Two area lawmakers are pushing legislation that would tie the hands of local governments trying to place reasonable controls on billboards.
Though no one will ever see a billboard as lovely as a tree, Floridians may have more billboards and fewer trees in their future.
At the Capitol, influential legislators are hammering counties and cities to make a questionable deal with the billboard lobby. At the Department of Transportation, a new highway beautification policy guarantees longer "clear views," essentially, eight uninterrupted seconds at posted speeds, wherever a legal outdoor sign precedes tree-planting.
The DOT has a more plausible excuse than the legislators do: Its lawyers weren't confident of successfully defending the old guidelines, which specified shorter distances. The problem is a state law _ the Legislature's fault, again _ that says a beautification project may not "screen from view" any billboard that got there first. To the outdoor advertising industry, says Kenneth M. Towcimak, DOT's right of way director, "that means as far as the eye can see." He doesn't expect the billboard lobby to be satisfied with the department's concession.
Beautification advocates don't like it either, but they have a worse problem at the House and Senate transportation committees, chaired by Rep. David D. Russell Jr., R-Brooksville, and Sen. Jim Sebesta, R-St. Petersburg. Both are proposing, as part of the massive annual transportation bill, to make local governments pay "just compensation" for any billboard they order taken down. At up to $400,000 per sign, that would put a prompt stop to the billboard removal programs of Pinellas County, Clearwater, Orlando, Jacksonville and many other Florida communities.
That's already the rule along federal-aid primary highways, thanks to the billboard lobby's excessive influence over Congress. The Russell-Sebesta legislation would extend this to all of Florida's "other" highways. It would erase a long line of court decisions upholding the powers of cities and counties to set deadlines, usually five to 10 years, for clearing old billboards from local roads.
"Amortization of nonconforming signs, if the period is reasonably long enough to allow the sign owner to recoup his investment, is a valid alternative to compensation," said one typical Florida appellate decision.
The present threat first bloomed in 1994 and again last year when it appeared as a "housekeeping" amendment in the last days of the session. Local outrage and Gov. Jeb Bush's disapproval stopped it then.
Russell and Sebesta have an interesting explanation for reviving it this year. They believe themselves to be doing the local governments a favor by putting it out early. Their purpose is to encourage a permanent compromise between the cities and the billboard cartel. Otherwise, they say, counties and cities will continue spending endlessly on legal fees because the billboard lobby isn't giving up.
"What we both want to do," says Sebesta, "is have a thorough hearing and get both sides to the table and get it resolved once and for all."
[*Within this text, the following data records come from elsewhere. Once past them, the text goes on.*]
use api_contract::{ApiResponse, CollectorActionDto};

#[test]
fn success_envelope_carries_data() {
    let response = ApiResponse::success(CollectorActionDto {
        state: "running".to_string(),
        changed: true,
    });
    let value = serde_json::to_value(&response).expect("serialize");
    assert_eq!(value["success"], true);
    assert_eq!(value["data"]["state"], "running");
    assert!(value["error"].is_null());
}

#[test]
fn error_envelope_has_code_and_no_data() {
    let response = ApiResponse::<()>::error("RESOURCE.NOT_FOUND", "event not found");
    assert!(!response.success);
    assert!(response.data.is_none());
    let error = response.error.expect("error body");
    assert_eq!(error.code, "RESOURCE.NOT_FOUND");
    assert_eq!(error.message, "event not found");
}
But if Sebesta and Russell fancy themselves as mediators, they're flouting the basic rule that an honest broker should be evenhanded. As drafted, the bill gives the cartel what it wants most and takes from the local governments what they need most. It forces them to negotiate at gunpoint.
The pressure is telling. Counsel for the cities and counties have been to a series of meetings where the billboard lobby has proposed a mediation process for exchanging billboards in less desirable locations for places where they would be worth more. Cities could unilaterally amortize billboards only in residential areas, where there aren't many to begin with. To call that a compromise beggars the word.
It may be hard for ordinary citizens to understand how some legislators can be so much against home rule over billboards and so much in favor of making local governments the masters of their own growth. Is it because politicians are so often billboard advertisers, or because the lobby is so generous? Since 1996, its trade group and the three companies that dominate the market have given nearly $250,000 in cash or services to various candidates and committees.
Whatever the reason, it's not good enough. The Legislature should get out of the way and let the cities and counties decide for themselves whether and when to compromise. They've been doing well enough on their own.